I’ve noticed that the vendors tend to design their delivery schedules around big-bang / waterfall approaches like below.
Many vendors will even assure you that this is their standard practice and are hesitant to consider changes to their “best practice” delivery scheduling. Having been involved in many of these types of deliveries in the past, on both vendor and customer side, I can assure you that they rarely work well.
Generally speaking, the gridlocks occur on the customer-side, but the result is detrimental to customer and vendor alike. Hold-ups mean inefficient allocation of resources as well as the resultant cost / time over-runs.
The alternative is to apply a bit more lateral thinking to how you break down the work into smaller chunks. The lateral thinking work breakdown aims are two-fold:
- How to break up the work so that it best avoids dependencies; whilst also
- Delivering some sort of value to the customer
There are many dependencies on a typical OSS project – hardware, procurement, IT infrastructure, network connectivity, security, approvals, integrations, licensing, resource availability, data quality and many more. However, each different customer, their org chart and project has its own unique mix of dependencies, so I don’t subscribe to the “best practice” argument to project delivery.

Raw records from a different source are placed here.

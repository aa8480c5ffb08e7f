//! Typed accessors over the settings tables.

use anyhow::{Context, Result};
use log::warn;

use super::repository::SettingsRepository;
use crate::cluster::ResourceRequirements;
use crate::error::{CoreError, CoreResult};
use crate::provisioner::{ResourceOverrides, effective_resources};

pub const KEY_SANDBOX_IMAGE: &str = "sandbox_image";
pub const KEY_AGENT_SYSTEM_INSTRUCTIONS: &str = "agent_system_instructions";
pub const KEY_SKILL_SYNC_INTERVAL: &str = "skill_sync_interval";
pub const KEY_SESSION_STALE_HOURS: &str = "session_stale_hours";
pub const KEY_STORAGE: &str = "storage";
pub const KEY_USER_RESOURCE_LIMITS: &str = "resource_limits";
pub const KEY_DEFAULT_CPU_REQUEST: &str = "default_cpu_request";
pub const KEY_DEFAULT_CPU_LIMIT: &str = "default_cpu_limit";
pub const KEY_DEFAULT_MEMORY_REQUEST: &str = "default_memory_request";
pub const KEY_DEFAULT_MEMORY_LIMIT: &str = "default_memory_limit";

/// Fallbacks used when a system setting is absent.
#[derive(Debug, Clone)]
pub struct SettingsDefaults {
    pub sandbox_image: String,
    pub skill_sync_interval: String,
    pub session_stale_hours: i64,
}

impl Default for SettingsDefaults {
    fn default() -> Self {
        Self {
            sandbox_image: "sandbox-agent:latest".to_string(),
            skill_sync_interval: "10m".to_string(),
            session_stale_hours: 24,
        }
    }
}

#[derive(Debug, Clone)]
pub struct SettingsService {
    repo: SettingsRepository,
    defaults: SettingsDefaults,
}

impl SettingsService {
    pub fn new(repo: SettingsRepository, defaults: SettingsDefaults) -> Self {
        Self { repo, defaults }
    }

    pub fn repository(&self) -> &SettingsRepository {
        &self.repo
    }

    async fn string_or(&self, key: &str, fallback: &str) -> String {
        match self.repo.get_system_string(key).await {
            Ok(Some(v)) if !v.trim().is_empty() => v.trim().to_string(),
            Ok(_) => fallback.to_string(),
            Err(e) => {
                warn!("Failed to read setting {}: {:#}", key, e);
                fallback.to_string()
            }
        }
    }

    /// Image for new sandboxes.
    pub async fn sandbox_image(&self) -> String {
        self.string_or(KEY_SANDBOX_IMAGE, &self.defaults.sandbox_image)
            .await
    }

    /// Platform-wide preamble for the instructions file.
    pub async fn agent_system_instructions(&self) -> String {
        self.string_or(KEY_AGENT_SYSTEM_INSTRUCTIONS, "").await
    }

    pub async fn skill_sync_interval(&self) -> String {
        self.string_or(KEY_SKILL_SYNC_INTERVAL, &self.defaults.skill_sync_interval)
            .await
    }

    pub async fn session_stale_hours(&self) -> i64 {
        match self.repo.get_system::<serde_json::Value>(KEY_SESSION_STALE_HOURS).await {
            Ok(Some(v)) => v
                .as_i64()
                .or_else(|| v.as_str().and_then(|s| s.trim().parse().ok()))
                .filter(|h| *h > 0)
                .unwrap_or(self.defaults.session_stale_hours),
            Ok(None) => self.defaults.session_stale_hours,
            Err(e) => {
                warn!("Failed to read setting {}: {:#}", KEY_SESSION_STALE_HOURS, e);
                self.defaults.session_stale_hours
            }
        }
    }

    /// System-level resource defaults from the `default_*` keys.
    pub async fn system_resource_defaults(&self) -> Result<ResourceOverrides> {
        Ok(ResourceOverrides {
            cpu_request: self.repo.get_system_string(KEY_DEFAULT_CPU_REQUEST).await?,
            cpu_limit: self.repo.get_system_string(KEY_DEFAULT_CPU_LIMIT).await?,
            memory_request: self
                .repo
                .get_system_string(KEY_DEFAULT_MEMORY_REQUEST)
                .await?,
            memory_limit: self.repo.get_system_string(KEY_DEFAULT_MEMORY_LIMIT).await?,
        }
        .normalized())
    }

    pub async fn user_resource_limits(&self, user_id: i64) -> Result<ResourceOverrides> {
        Ok(self
            .repo
            .get_user::<ResourceOverrides>(user_id, KEY_USER_RESOURCE_LIMITS)
            .await?
            .unwrap_or_default()
            .normalized())
    }

    /// Resolve agent > user > system > built-in default.
    pub async fn effective_resources(
        &self,
        user_id: i64,
        agent: &ResourceOverrides,
    ) -> Result<ResourceRequirements> {
        let user = self
            .user_resource_limits(user_id)
            .await
            .context("Failed to load user resource limits")?;
        let system = self
            .system_resource_defaults()
            .await
            .context("Failed to load system resource defaults")?;
        Ok(effective_resources(agent, &user, &system))
    }

    /// Validate and store a user's resource limits.
    pub async fn set_user_resource_limits(
        &self,
        user_id: i64,
        limits: ResourceOverrides,
    ) -> CoreResult<()> {
        let limits = limits.normalized();
        limits
            .validate()
            .map_err(|e| CoreError::validation(e.to_string()))?;
        self.repo
            .set_user(user_id, KEY_USER_RESOURCE_LIMITS, &limits)
            .await?;
        Ok(())
    }

    /// Validate and store the system resource defaults. Unset fields are cleared.
    pub async fn set_system_resource_defaults(&self, defaults: ResourceOverrides) -> CoreResult<()> {
        let defaults = defaults.normalized();
        defaults
            .validate()
            .map_err(|e| CoreError::validation(e.to_string()))?;
        let fields = [
            (KEY_DEFAULT_CPU_REQUEST, &defaults.cpu_request),
            (KEY_DEFAULT_CPU_LIMIT, &defaults.cpu_limit),
            (KEY_DEFAULT_MEMORY_REQUEST, &defaults.memory_request),
            (KEY_DEFAULT_MEMORY_LIMIT, &defaults.memory_limit),
        ];
        for (key, value) in fields {
            match value {
                Some(v) => self.repo.set_system(key, v.as_str()).await?,
                None => self.repo.delete_system(key).await?,
            }
        }
        Ok(())
    }
}

#[cfg(test)]
mod tests {
    use super::*;
    use crate::db::Database;
    use crate::provisioner::DEFAULT_MEMORY_REQUEST;

    async fn service() -> (SettingsService, Database) {
        let db = Database::in_memory().await.unwrap();
        let svc = SettingsService::new(
            SettingsRepository::new(db.pool().clone()),
            SettingsDefaults::default(),
        );
        (svc, db)
    }

    #[tokio::test]
    async fn defaults_apply_when_unset() {
        let (svc, _db) = service().await;
        assert_eq!(svc.sandbox_image().await, "sandbox-agent:latest");
        assert_eq!(svc.skill_sync_interval().await, "10m");
        assert_eq!(svc.session_stale_hours().await, 24);
        assert_eq!(svc.agent_system_instructions().await, "");
    }

    #[tokio::test]
    async fn stored_values_override_defaults() {
        let (svc, _db) = service().await;
        svc.repository()
            .set_system(KEY_SANDBOX_IMAGE, "registry/agent:9")
            .await
            .unwrap();
        svc.repository()
            .set_system(KEY_SESSION_STALE_HOURS, &6)
            .await
            .unwrap();
        assert_eq!(svc.sandbox_image().await, "registry/agent:9");
        assert_eq!(svc.session_stale_hours().await, 6);
    }

    #[tokio::test]
    async fn resource_chain_uses_user_and_system_levels() {
        let (svc, _db) = service().await;
        svc.set_system_resource_defaults(ResourceOverrides {
            cpu_limit: Some("8".to_string()),
            ..Default::default()
        })
        .await
        .unwrap();
        svc.set_user_resource_limits(
            5,
            ResourceOverrides {
                cpu_request: Some("3".to_string()),
                ..Default::default()
            },
        )
        .await
        .unwrap();

        let agent = ResourceOverrides {
            memory_limit: Some("6Gi".to_string()),
            ..Default::default()
        };
        let res = svc.effective_resources(5, &agent).await.unwrap();
        assert_eq!(res.cpu_request, "3");
        assert_eq!(res.cpu_limit, "8");
        assert_eq!(res.memory_request, DEFAULT_MEMORY_REQUEST);
        assert_eq!(res.memory_limit, "6Gi");
    }

    #[tokio::test]
    async fn invalid_limits_are_rejected() {
        let (svc, _db) = service().await;
        let err = svc
            .set_user_resource_limits(
                5,
                ResourceOverrides {
                    cpu_request: Some("4".to_string()),
                    cpu_limit: Some("2".to_string()),
                    ..Default::default()
                },
            )
            .await
            .unwrap_err();
        assert!(matches!(err, CoreError::Validation(_)));
    }
}
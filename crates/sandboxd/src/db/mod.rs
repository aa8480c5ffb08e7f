//! Database module for the engine's catalog of record.

use anyhow::{Context, Result};
use chrono::{SecondsFormat, Utc};
use sqlx::sqlite::{SqliteConnectOptions, SqlitePool, SqlitePoolOptions};
use std::path::Path;
use std::str::FromStr;

/// Database connection pool.
#[derive(Debug, Clone)]
pub struct Database {
    pool: SqlitePool,
}

impl Database {
    /// Open (or create) the database at `path` and apply migrations.
    pub async fn new(path: &Path) -> Result<Self> {
        if let Some(parent) = path.parent() {
            std::fs::create_dir_all(parent)
                .with_context(|| format!("creating database directory: {}", parent.display()))?;
        }

        let database_url = format!("sqlite://{}?mode=rwc", path.display());

        let options = SqliteConnectOptions::from_str(&database_url)
            .context("parsing database URL")?
            .create_if_missing(true)
            .foreign_keys(true)
            .journal_mode(sqlx::sqlite::SqliteJournalMode::Wal)
            .busy_timeout(std::time::Duration::from_secs(30));

        let pool = SqlitePoolOptions::new()
            .max_connections(5)
            .connect_with(options)
            .await
            .context("connecting to database")?;

        let db = Self { pool };
        db.run_migrations().await?;

        Ok(db)
    }

    /// Create an in-memory database (for testing).
    pub async fn in_memory() -> Result<Self> {
        let options = SqliteConnectOptions::from_str("sqlite::memory:")
            .context("parsing in-memory database URL")?
            .foreign_keys(true);

        // A single connection keeps every query on the same in-memory database.
        let pool = SqlitePoolOptions::new()
            .max_connections(1)
            .connect_with(options)
            .await
            .context("connecting to in-memory database")?;

        let db = Self { pool };
        db.run_migrations().await?;

        Ok(db)
    }

    async fn run_migrations(&self) -> Result<()> {
        sqlx::migrate!("./migrations")
            .run(&self.pool)
            .await
            .context("running database migrations")?;
        Ok(())
    }

    /// Get a reference to the connection pool.
    pub fn pool(&self) -> &SqlitePool {
        &self.pool
    }
}

/// Current time as a fixed-width RFC 3339 string.
///
/// Fixed width keeps lexical ordering in SQL identical to chronological ordering.
pub fn now_timestamp() -> String {
    Utc::now().to_rfc3339_opts(SecondsFormat::Micros, true)
}

/// Whether a sqlx error is a UNIQUE constraint violation.
pub fn is_unique_violation(err: &sqlx::Error) -> bool {
    match err {
        sqlx::Error::Database(db_err) => db_err.is_unique_violation(),
        _ => false,
    }
}

#[cfg(test)]
mod tests {
    use super::*;

    #[tokio::test]
    async fn in_memory_database_applies_migrations() {
        let db = Database::in_memory().await.unwrap();
        let count: (i64,) = sqlx::query_as(
            "SELECT COUNT(*) FROM sqlite_master WHERE type = 'table' AND name = 'sessions'",
        )
        .fetch_one(db.pool())
        .await
        .unwrap();
        assert_eq!(count.0, 1);
    }

    #[tokio::test]
    async fn file_database_is_created_on_demand() {
        let dir = tempfile::tempdir().unwrap();
        let path = dir.path().join("nested").join("sandboxd.db");
        let _db = Database::new(&path).await.unwrap();
        assert!(path.exists());
    }

    #[test]
    fn timestamps_are_fixed_width() {
        let a = now_timestamp();
        let b = now_timestamp();
        assert_eq!(a.len(), b.len());
        assert!(a.ends_with('Z'));
        assert!(a <= b);
    }
}
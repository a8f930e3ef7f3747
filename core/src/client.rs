//! Stateless request builder and response parser for the todo API.
//!
//! # Design
//! `TodoClient` holds only a `base_url`. Each of the four API operations is
//! split into a `build_*` method producing an `HttpRequest` and a `parse_*`
//! method consuming an `HttpResponse`; the host executes the round-trip in
//! between. The controller layers session state on top of this — the client
//! itself never remembers anything.
//!
//! Delete and update responses are store acks whose bodies the caller has
//! no use for, so their parsers only check for a 2xx status.

use crate::error::ApiError;
use crate::http::{HttpMethod, HttpRequest, HttpResponse};
use crate::types::{CreateTodo, Todo, UpdateTodo};

const JSON_CONTENT_TYPE: (&str, &str) = ("content-type", "application/json");

/// Builder/parser pairs for the four todo API operations.
#[derive(Debug, Clone)]
pub struct TodoClient {
    base_url: String,
}

impl TodoClient {
    pub fn new(base_url: &str) -> Self {
        Self {
            base_url: base_url.trim_end_matches('/').to_string(),
        }
    }

    fn collection_url(&self) -> String {
        format!("{}/api/todos", self.base_url)
    }

    fn item_url(&self, id: &str) -> String {
        format!("{}/api/todos/{id}", self.base_url)
    }

    pub fn build_list_todos(&self) -> HttpRequest {
        HttpRequest {
            method: HttpMethod::Get,
            path: self.collection_url(),
            headers: Vec::new(),
            body: None,
        }
    }

    pub fn build_create_todo(&self, input: &CreateTodo) -> Result<HttpRequest, ApiError> {
        let body =
            serde_json::to_string(input).map_err(|e| ApiError::Serialization(e.to_string()))?;
        Ok(HttpRequest {
            method: HttpMethod::Post,
            path: self.collection_url(),
            headers: vec![(
                JSON_CONTENT_TYPE.0.to_string(),
                JSON_CONTENT_TYPE.1.to_string(),
            )],
            body: Some(body),
        })
    }

    pub fn build_update_todo(&self, id: &str, input: &UpdateTodo) -> Result<HttpRequest, ApiError> {
        let body =
            serde_json::to_string(input).map_err(|e| ApiError::Serialization(e.to_string()))?;
        Ok(HttpRequest {
            method: HttpMethod::Put,
            path: self.item_url(id),
            headers: vec![(
                JSON_CONTENT_TYPE.0.to_string(),
                JSON_CONTENT_TYPE.1.to_string(),
            )],
            body: Some(body),
        })
    }

    pub fn build_delete_todo(&self, id: &str) -> HttpRequest {
        HttpRequest {
            method: HttpMethod::Delete,
            path: self.item_url(id),
            headers: Vec::new(),
            body: None,
        }
    }

    pub fn parse_list_todos(&self, response: HttpResponse) -> Result<Vec<Todo>, ApiError> {
        ensure_success(&response)?;
        serde_json::from_str(&response.body).map_err(|e| ApiError::Deserialization(e.to_string()))
    }

    pub fn parse_create_todo(&self, response: HttpResponse) -> Result<Todo, ApiError> {
        ensure_success(&response)?;
        serde_json::from_str(&response.body).map_err(|e| ApiError::Deserialization(e.to_string()))
    }

    pub fn parse_update_todo(&self, response: HttpResponse) -> Result<(), ApiError> {
        ensure_success(&response)
    }

    pub fn parse_delete_todo(&self, response: HttpResponse) -> Result<(), ApiError> {
        ensure_success(&response)
    }
}

/// Any 2xx passes; everything else becomes `ApiError::Http` with the raw
/// status and body attached.
fn ensure_success(response: &HttpResponse) -> Result<(), ApiError> {
    if response.is_success() {
        return Ok(());
    }
    Err(ApiError::Http {
        status: response.status,
        body: response.body.clone(),
    })
}
//! Interactive terminal client for the todo service.
//!
//! Connects to the API server, loads the list, and reads commands from
//! stdin until `quit` or end of input. `help` lists the commands.

use std::io;

use clap::Parser;

mod session;
mod transport;

#[derive(Parser)]
#[command(name = "todo")]
#[command(version)]
#[command(about = "Interactive client for the todo API", long_about = None)]
struct Cli {
    /// Base URL of the todo API server
    #[arg(long, default_value = "http://localhost:3001")]
    server: String,
}

fn main() {
    if let Err(e) = run() {
        eprintln!("Error: {}", e);
        std::process::exit(1);
    }
}

fn run() -> Result<(), Box<dyn std::error::Error>> {
    let cli = Cli::parse();
    let stdin = io::stdin();
    let mut stdout = io::stdout();
    session::run_session(&cli.server, stdin.lock(), &mut stdout)?;
    Ok(())
}
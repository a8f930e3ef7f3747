//! HTTP exchanged as plain data.
//!
//! # Design
//! The core never opens a socket. Controller operations hand the host an
//! `HttpRequest` value; the host performs the round-trip with whatever
//! transport it likes and feeds the resulting `HttpResponse` back. This
//! keeps every state transition deterministic and lets tests script
//! network outcomes, including failures, without a server.
//!
//! Owned `String` / `Vec` fields throughout, so requests and responses can
//! be moved freely between the controller, the transport, and test code.

/// HTTP method for a request.
#[derive(Debug, Clone, Copy, PartialEq, Eq)]
pub enum HttpMethod {
    Get,
    Post,
    Put,
    Delete,
}

/// An HTTP request described as plain data.
///
/// Produced by the controller (via `TodoClient` builders). `path` is the
/// full URL; `headers` carry at most a content-type for bodied requests.
#[derive(Debug, Clone)]
pub struct HttpRequest {
    pub method: HttpMethod,
    pub path: String,
    pub headers: Vec<(String, String)>,
    pub body: Option<String>,
}

/// An HTTP response described as plain data.
///
/// Constructed by the host after executing an `HttpRequest` and passed back
/// into the controller for resolution.
#[derive(Debug, Clone)]
pub struct HttpResponse {
    pub status: u16,
    pub headers: Vec<(String, String)>,
    pub body: String,
}

impl HttpResponse {
    /// Whether the status is in the 2xx range. The controller draws no finer
    /// distinction: any 2xx is success, everything else is a failed call.
    pub fn is_success(&self) -> bool {
        (200..300).contains(&self.status)
    }
}
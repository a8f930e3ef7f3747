//! REST API for the todo service.
//!
//! # Overview
//! Four routes over a file-backed [`store::TodoStore`]:
//! - `GET /api/todos` — full collection, insertion order
//! - `POST /api/todos` — append, `400` when content is empty
//! - `PUT /api/todos/{id}` — replace content, `404` for unknown ids
//! - `DELETE /api/todos/{id}` — remove, `404` for unknown ids
//!
//! Error bodies follow the web client's contract: client errors carry
//! `{"message": …}`, store failures carry `{"error": …}` and a `500`.
//! A malformed id or body is rejected by the extractors before a handler
//! runs (`400` respectively `422`).
//!
//! CORS is restricted to the single configured browser origin, with
//! credentials allowed. Request/response logging comes from
//! `tower_http::trace` under the `tracing` stack.

use std::sync::Arc;

use axum::{
    extract::{Path, State},
    http::{header, HeaderValue, Method, StatusCode},
    response::{IntoResponse, Response},
    routing::{get, put},
    Json, Router,
};
use chrono::{DateTime, Utc};
use serde::{Deserialize, Serialize};
use tokio::net::TcpListener;
use tower_http::{cors::CorsLayer, trace::TraceLayer};
use uuid::Uuid;

pub mod config;
pub mod store;

use store::{StoreError, TodoRecord, TodoStore};

/// Wire representation of a todo. List responses omit `createdAt`; create
/// and update responses include it.
#[derive(Debug, Clone, Serialize, Deserialize)]
pub struct ApiTodo {
    pub id: Uuid,
    pub content: String,
    #[serde(rename = "isCompleted")]
    pub is_completed: bool,
    #[serde(rename = "createdAt", default, skip_serializing_if = "Option::is_none")]
    pub created_at: Option<DateTime<Utc>>,
}

impl ApiTodo {
    fn without_timestamp(record: &TodoRecord) -> Self {
        Self {
            id: record.id,
            content: record.content.clone(),
            is_completed: record.is_completed,
            created_at: None,
        }
    }

    fn with_timestamp(record: &TodoRecord) -> Self {
        Self {
            created_at: Some(record.created_at),
            ..Self::without_timestamp(record)
        }
    }
}

#[derive(Deserialize)]
pub struct CreateTodoBody {
    /// Missing content behaves like empty content: both are rejected with
    /// the same `400`.
    #[serde(default)]
    pub content: String,
}

#[derive(Deserialize)]
pub struct UpdateTodoBody {
    pub content: String,
}

/// Handler failure, rendered with the contract's status and body.
pub enum ApiError {
    ContentRequired,
    TodoNotFound,
    Store(&'static str, StoreError),
}

#[derive(Serialize)]
struct ClientError {
    message: &'static str,
}

#[derive(Serialize)]
struct ServerError {
    error: &'static str,
}

impl IntoResponse for ApiError {
    fn into_response(self) -> Response {
        match self {
            ApiError::ContentRequired => (
                StatusCode::BAD_REQUEST,
                Json(ClientError {
                    message: "Content is required",
                }),
            )
                .into_response(),
            ApiError::TodoNotFound => (
                StatusCode::NOT_FOUND,
                Json(ClientError {
                    message: "Todo is not found",
                }),
            )
                .into_response(),
            ApiError::Store(context, e) => {
                tracing::error!("{context}: {e}");
                (
                    StatusCode::INTERNAL_SERVER_ERROR,
                    Json(ServerError { error: context }),
                )
                    .into_response()
            }
        }
    }
}

pub type SharedStore = Arc<TodoStore>;

pub fn app(store: SharedStore, allowed_origin: HeaderValue) -> Router {
    let cors = CorsLayer::new()
        .allow_origin(allowed_origin)
        .allow_methods([Method::GET, Method::POST, Method::PUT, Method::DELETE])
        .allow_headers([header::CONTENT_TYPE])
        .allow_credentials(true);

    Router::new()
        .route("/api/todos", get(list_todos).post(create_todo))
        .route("/api/todos/{id}", put(update_todo).delete(delete_todo))
        .with_state(store)
        .layer(cors)
        .layer(TraceLayer::new_for_http())
}

pub async fn run(
    listener: TcpListener,
    store: SharedStore,
    allowed_origin: HeaderValue,
) -> Result<(), std::io::Error> {
    axum::serve(listener, app(store, allowed_origin)).await
}

async fn list_todos(State(store): State<SharedStore>) -> Json<Vec<ApiTodo>> {
    let todos = store.list().await;
    Json(todos.iter().map(ApiTodo::without_timestamp).collect())
}

async fn create_todo(
    State(store): State<SharedStore>,
    Json(input): Json<CreateTodoBody>,
) -> Result<(StatusCode, Json<ApiTodo>), ApiError> {
    if input.content.is_empty() {
        return Err(ApiError::ContentRequired);
    }
    let record = store
        .insert(input.content)
        .await
        .map_err(|e| ApiError::Store("Failed to create todo", e))?;
    Ok((StatusCode::CREATED, Json(ApiTodo::with_timestamp(&record))))
}

async fn update_todo(
    State(store): State<SharedStore>,
    Path(id): Path<Uuid>,
    Json(input): Json<UpdateTodoBody>,
) -> Result<Json<ApiTodo>, ApiError> {
    let updated = store
        .update_content(id, input.content)
        .await
        .map_err(|e| ApiError::Store("Failed to update todos", e))?;
    match updated {
        Some(record) => Ok(Json(ApiTodo::with_timestamp(&record))),
        None => Err(ApiError::TodoNotFound),
    }
}

async fn delete_todo(
    State(store): State<SharedStore>,
    Path(id): Path<Uuid>,
) -> Result<StatusCode, ApiError> {
    let removed = store
        .remove(id)
        .await
        .map_err(|e| ApiError::Store("Failed to delete todos", e))?;
    if removed {
        Ok(StatusCode::NO_CONTENT)
    } else {
        Err(ApiError::TodoNotFound)
    }
}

The diagram below shows an example of an alternate breakdown. The business value chunks that are delivered might be tiny in some cases, but at least momentum can be demonstrated. Rather than having a mass of entwined dependencies, you can isolate and minimise dependencies for that sliver of business value. When the dependency/ies has cleared, you can jump straight onto the next activity from an existing build-state rather than having to align all the activities to land in perfect precision.